I took a lot of photos of children, something I rarely do as in some places people get really upset. When we were in Guatemala we were warned not to take photos of children because they get kidnapped and sold to Americans; we could have gotten beaten, killed or worse – they would have taken our camera. But here no one seemed to mind. I have posted some in an album in Facebook and Google+ and in my Flickr account in this set http://www.flickr.com/photos/neuage/sets/72157632393552028/ and I will have more in my webpage for this trip when I get home to Dalian China next week @ http://neuage.us/2012/Vietnam

_DSC4232

Our guide, perhaps Vivvie – that is what we called her, which was close to what we think she said her name was, and she was OK with that was really good at answering our so many questions. Her English was quite good and she humoured our lame humour.

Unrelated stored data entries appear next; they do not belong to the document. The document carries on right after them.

//! Configuration module for schema-scorer
//!
//! This module handles:
//! - Project-level configuration (schema-scorer.toml)
//! - Rule enable/disable overrides
//! - Analyzer thresholds
//! - Report forwarding and CLI defaults

mod project_config;

pub use project_config::{
    example_config,
    load_config_file,
    load_project_config,
    normalize_rule_name,
    CliDefaults,
    CompositeKeysConfig,
    RuleOverride,
    ScorerConfig,
    CONFIG_FILE,
    JSON_CONFIG_FILE,
};
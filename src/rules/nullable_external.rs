//! External fields must be nullable
//!
//! A field resolved by another subgraph (`@external`) can fail there; a
//! non-null declaration turns that failure into a parent-level null.

use super::base::{field_location, summary_message, Rule};
use crate::models::{ValidationResult, Violation};
use crate::parsers::SchemaDocument;
use anyhow::Result;

#[derive(Debug, Clone, Copy, Default)]
pub struct NullableExternalRule;

impl Rule for NullableExternalRule {
    fn name(&self) -> &'static str {
        "Nullable External"
    }

    fn description(&self) -> &'static str {
        "Detects @external fields declared non-null"
    }

    fn weight(&self) -> f64 {
        15.0
    }

    fn validate(&self, document: &SchemaDocument) -> Result<ValidationResult> {
        let violations: Vec<Violation> = document
            .field_definitions()
            .filter(|(_, field)| field.ty.is_non_null() && field.has_directive("external"))
            .map(|(owner, field)| {
                Violation::new(
                    format!("Field \"{}\" is external but not nullable", field.name),
                    field_location(owner, field),
                )
            })
            .collect();

        let message = summary_message(
            violations.len(),
            "external fields that are not nullable",
            "All external fields are nullable.",
        );
        Ok(ValidationResult::new(self.name(), violations, message))
    }
}
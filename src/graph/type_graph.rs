//! Type-reference graph builder

use super::{is_complex_type, TypeGraph};
use crate::parsers::SchemaDocument;
use tracing::debug;

/// Build the type-reference graph of a schema
///
/// Every object type becomes a node. For each of its fields the List and
/// NonNull wrappers are stripped; a complex base type adds one edge from
/// the enclosing type. Several fields pointing at the same type still give
/// a single edge, and a field typed as its own enclosing type gives a
/// self-loop. `extend type` blocks add to the type they extend.
pub fn build_type_graph(document: &SchemaDocument) -> TypeGraph {
    let mut graph = TypeGraph::new();

    for object in document.object_types() {
        graph.add_node(&object.name);
        for field in &object.fields {
            let base = field.ty.base_name();
            if is_complex_type(base) {
                graph.add_edge(&object.name, base);
            }
        }
    }

    debug!(
        "Built type graph: {} types, {} edges",
        graph.node_count(),
        graph.edge_count()
    );
    graph
}
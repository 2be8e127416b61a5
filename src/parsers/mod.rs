//! Schema parsing
//!
//! Turns GraphQL SDL text into a [`SchemaDocument`]: the named type
//! definitions of the schema with their fields, declared field types and
//! directives. The grammar itself is handled by `async-graphql-parser`;
//! this module only keeps the parts the rules look at.
//!
//! Field definitions are recorded for object and interface types (and
//! their `extend type` forms). Input object fields are input values, not
//! field definitions, and are not recorded.

mod graphql;

use crate::error::ScoreResult;
use async_graphql_value::ConstValue;

/// Parse SDL text into a document
///
/// Fails with [`ScoreError::SchemaParse`](crate::error::ScoreError::SchemaParse)
/// on malformed input; nothing is analyzed in that case.
pub fn parse_schema(text: &str) -> ScoreResult<SchemaDocument> {
    graphql::parse(text)
}

/// 1-based source position
#[derive(Debug, Clone, Copy, PartialEq, Eq, Default)]
pub struct SourcePos {
    pub line: usize,
    pub column: usize,
}

/// Declared type of a field, wrappers included
#[derive(Debug, Clone, PartialEq, Eq)]
pub enum TypeRef {
    Named(String),
    List(Box<TypeRef>),
    NonNull(Box<TypeRef>),
}

impl TypeRef {
    /// Innermost named type with every List/NonNull wrapper stripped
    pub fn base_name(&self) -> &str {
        match self {
            TypeRef::Named(name) => name,
            TypeRef::List(inner) | TypeRef::NonNull(inner) => inner.base_name(),
        }
    }

    /// Whether the outermost wrapper is NonNull
    pub fn is_non_null(&self) -> bool {
        matches!(self, TypeRef::NonNull(_))
    }

    /// Whether the type is a list once the outer NonNull is removed
    pub fn is_list(&self) -> bool {
        match self {
            TypeRef::List(_) => true,
            TypeRef::NonNull(inner) => matches!(**inner, TypeRef::List(_)),
            TypeRef::Named(_) => false,
        }
    }

    /// Bare nullable named type such as `String` (not `String!`, not `[String]`)
    pub fn as_bare_named(&self) -> Option<&str> {
        match self {
            TypeRef::Named(name) => Some(name),
            _ => None,
        }
    }
}

impl std::fmt::Display for TypeRef {
    fn fmt(&self, f: &mut std::fmt::Formatter<'_>) -> std::fmt::Result {
        match self {
            TypeRef::Named(name) => write!(f, "{name}"),
            TypeRef::List(inner) => write!(f, "[{inner}]"),
            TypeRef::NonNull(inner) => write!(f, "{inner}!"),
        }
    }
}

/// A directive application such as `@key(fields: "id")`
#[derive(Debug, Clone, PartialEq)]
pub struct Directive {
    pub name: String,
    pub arguments: Vec<(String, ConstValue)>,
}

impl Directive {
    pub fn argument(&self, name: &str) -> Option<&ConstValue> {
        self.arguments
            .iter()
            .find(|(arg, _)| arg == name)
            .map(|(_, value)| value)
    }

    /// Argument value when it is a string literal
    pub fn string_argument(&self, name: &str) -> Option<&str> {
        match self.argument(name) {
            Some(ConstValue::String(value)) => Some(value.as_str()),
            _ => None,
        }
    }
}

#[derive(Debug, Clone, Copy, PartialEq, Eq)]
pub enum DefinitionKind {
    Scalar,
    Object,
    Interface,
    Union,
    Enum,
    InputObject,
}

#[derive(Debug, Clone, PartialEq)]
pub struct FieldDefinition {
    pub name: String,
    pub ty: TypeRef,
    pub directives: Vec<Directive>,
    pub pos: SourcePos,
}

impl FieldDefinition {
    pub fn directive(&self, name: &str) -> Option<&Directive> {
        self.directives.iter().find(|d| d.name == name)
    }

    pub fn has_directive(&self, name: &str) -> bool {
        self.directive(name).is_some()
    }
}

#[derive(Debug, Clone, PartialEq)]
pub struct TypeDefinition {
    pub name: String,
    pub kind: DefinitionKind,
    /// Declared with `extend type ...`
    pub extension: bool,
    pub directives: Vec<Directive>,
    pub fields: Vec<FieldDefinition>,
    pub pos: SourcePos,
}

impl TypeDefinition {
    pub fn is_object(&self) -> bool {
        self.kind == DefinitionKind::Object
    }

    /// Number of applications of a directive on the type itself
    pub fn directive_count(&self, name: &str) -> usize {
        self.directives.iter().filter(|d| d.name == name).count()
    }
}

/// Parsed schema: named type definitions in declaration order
#[derive(Debug, Clone, PartialEq, Default)]
pub struct SchemaDocument {
    types: Vec<TypeDefinition>,
}

impl SchemaDocument {
    pub fn new(types: Vec<TypeDefinition>) -> Self {
        Self { types }
    }

    pub fn types(&self) -> &[TypeDefinition] {
        &self.types
    }

    /// Object type definitions and extensions, in declaration order
    pub fn object_types(&self) -> impl Iterator<Item = &TypeDefinition> {
        self.types.iter().filter(|t| t.is_object())
    }

    /// Every field definition paired with its enclosing type
    pub fn field_definitions(&self) -> impl Iterator<Item = (&TypeDefinition, &FieldDefinition)> {
        self.types
            .iter()
            .flat_map(|t| t.fields.iter().map(move |f| (t, f)))
    }

    /// Count of all field definitions in the document
    pub fn total_fields(&self) -> usize {
        self.types.iter().map(|t| t.fields.len()).sum()
    }
}

#[cfg(test)]
mod tests {
    use super::*;

    const SCHEMA: &str = r#"
        directive @pii on FIELD_DEFINITION

        type Query {
          user(id: ID!): User
          users: [User!]!
        }

        interface Node {
          id: ID!
        }

        type User implements Node @key(fields: "id") {
          id: ID!
          email: String @pii
          tags: [String]!
        }

        input UserFilter {
          name: String
        }

        enum Role { ADMIN USER }

        extend type Query {
          me: User!
        }
    "#;

    #[test]
    fn test_parse_collects_types_in_order() {
        let doc = parse_schema(SCHEMA).expect("parse schema");
        let names: Vec<&str> = doc.types().iter().map(|t| t.name.as_str()).collect();
        assert_eq!(names, vec!["Query", "Node", "User", "UserFilter", "Role", "Query"]);
        assert!(doc.types()[5].extension);
        assert_eq!(doc.types()[1].kind, DefinitionKind::Interface);
        assert_eq!(doc.types()[3].kind, DefinitionKind::InputObject);
    }

    #[test]
    fn test_total_fields_skips_input_values() {
        let doc = parse_schema(SCHEMA).expect("parse schema");
        // Query(2) + Node(1) + User(3) + extend Query(1)
        assert_eq!(doc.total_fields(), 7);
    }

    #[test]
    fn test_type_refs() {
        let doc = parse_schema(SCHEMA).expect("parse schema");
        let users = &doc.types()[0].fields[1];
        assert_eq!(users.ty.to_string(), "[User!]!");
        assert_eq!(users.ty.base_name(), "User");
        assert!(users.ty.is_non_null());
        assert!(users.ty.is_list());
        assert!(users.ty.as_bare_named().is_none());

        let user = &doc.types()[0].fields[0];
        assert_eq!(user.ty.as_bare_named(), Some("User"));
        assert!(!user.ty.is_non_null());
    }

    #[test]
    fn test_directives() {
        let doc = parse_schema(SCHEMA).expect("parse schema");
        let user = &doc.types()[2];
        assert_eq!(user.directive_count("key"), 1);
        assert_eq!(user.directives[0].string_argument("fields"), Some("id"));
        assert!(user.fields[1].has_directive("pii"));
        assert!(!user.fields[0].has_directive("pii"));
    }

    #[test]
    fn test_positions_are_one_based() {
        let doc = parse_schema("type A {\n  b: String\n}").expect("parse schema");
        let field = &doc.types()[0].fields[0];
        assert_eq!(field.pos, SourcePos { line: 2, column: 3 });
    }

    #[test]
    fn test_malformed_schema_is_parse_error() {
        let err = parse_schema("type A { b: }").expect_err("should fail");
        assert!(err.is_parse_error());
    }
}
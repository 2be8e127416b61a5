//! Score command - run the rule battery and print the report

use super::{read_schema, ScoreArgs};
use crate::config::ScorerConfig;
use crate::models::SchemaReport;
use crate::reporters::{self, http::ReporterConfig, OutputFormat};
use crate::scoring::{SchemaValidator, ValidateOptions};
use anyhow::{Context, Result};
use console::style;
use std::cmp::Ordering;
use std::collections::BTreeMap;
use tracing::debug;

/// Run the score command
pub fn run(args: ScoreArgs, mut config: ScorerConfig) -> Result<()> {
    for rule in &args.skip_rule {
        config.disable_rule(rule);
    }

    let format: OutputFormat = args
        .format
        .as_deref()
        .or(config.defaults.format.as_deref())
        .unwrap_or("text")
        .parse()?;

    let reporter = reporter_config(&args, &config);
    if let Some(reporter) = &reporter {
        reporter.validate()?;
    }

    let options = ValidateOptions {
        subgraph_name: args.subgraph.clone().or_else(|| config.defaults.subgraph.clone()),
        metadata: metadata(&args.metadata),
        reporter,
    };

    let validator = SchemaValidator::from_config(&config)?;
    let schema = read_schema(&args.schema)?;
    let validation = validator
        .validate(&schema, &options)
        .with_context(|| format!("Failed to score {}", args.schema.display()))?;

    let output = reporters::report_with_format(&validation.report, format)?;
    match &args.output {
        Some(path) => {
            std::fs::write(path, &output)
                .with_context(|| format!("Failed to write report: {}", path.display()))?;
            eprintln!("Report written to: {}", style(path.display()).cyan());
        }
        None => println!("{}", output),
    }

    // Flush delivery before the process exits
    if let Some(delivery) = validation.delivery {
        let endpoint = delivery.endpoint().to_string();
        if let Ok(status) = delivery.wait() {
            debug!("Report delivered to {} ({})", endpoint, status);
        }
    }

    check_fail_threshold(args.fail_under, &validation.report);
    Ok(())
}

/// `--report-url` replaces the configured endpoint; header and timeout flags
/// apply to whichever endpoint is in effect
fn reporter_config(args: &ScoreArgs, config: &ScorerConfig) -> Option<ReporterConfig> {
    let mut reporter = match &args.report_url {
        Some(url) => ReporterConfig::new(url.clone()),
        None => config.reporter.clone()?,
    };
    for (name, value) in &args.headers {
        reporter = reporter.with_header(name.clone(), value.clone());
    }
    if let Some(secs) = args.report_timeout {
        reporter = reporter.with_timeout_secs(secs);
    }
    Some(reporter)
}

/// Metadata values that parse as JSON keep their type; anything else is a string
fn metadata(pairs: &[(String, String)]) -> Option<BTreeMap<String, serde_json::Value>> {
    if pairs.is_empty() {
        return None;
    }
    let map = pairs
        .iter()
        .map(|(key, raw)| {
            let value = serde_json::from_str(raw)
                .unwrap_or_else(|_| serde_json::Value::String(raw.clone()));
            (key.clone(), value)
        })
        .collect();
    Some(map)
}

/// Exit with code 1 when the score is below `--fail-under` or not a number
fn check_fail_threshold(fail_under: Option<f64>, report: &SchemaReport) {
    if let Some(threshold) = fail_under {
        if is_below(report.score, threshold) {
            eprintln!(
                "Failing due to --fail-under={} (score {:.2})",
                threshold, report.score
            );
            std::process::exit(1);
        }
    }
}

fn is_below(score: f64, threshold: f64) -> bool {
    // NaN has no ordering and fails too
    !matches!(
        score.partial_cmp(&threshold),
        Some(Ordering::Greater | Ordering::Equal)
    )
}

On Saturday nights in Sa Pa they have the ‘love market’. We kidded her about going tonight to it and she said ‘but no one wants me’. We of course said that was not true and when we passed some young male who looked at her we would say ‘maybe you should meet him at the love market’ and she would laugh and say no. Actually a lot of people in her tribe get married through arranged marriages and she is planned on going to Hanoi to university next year to start a teaching degree (gosh darn who in their right mind would want to do such a thing?) and come back and teach in her local village.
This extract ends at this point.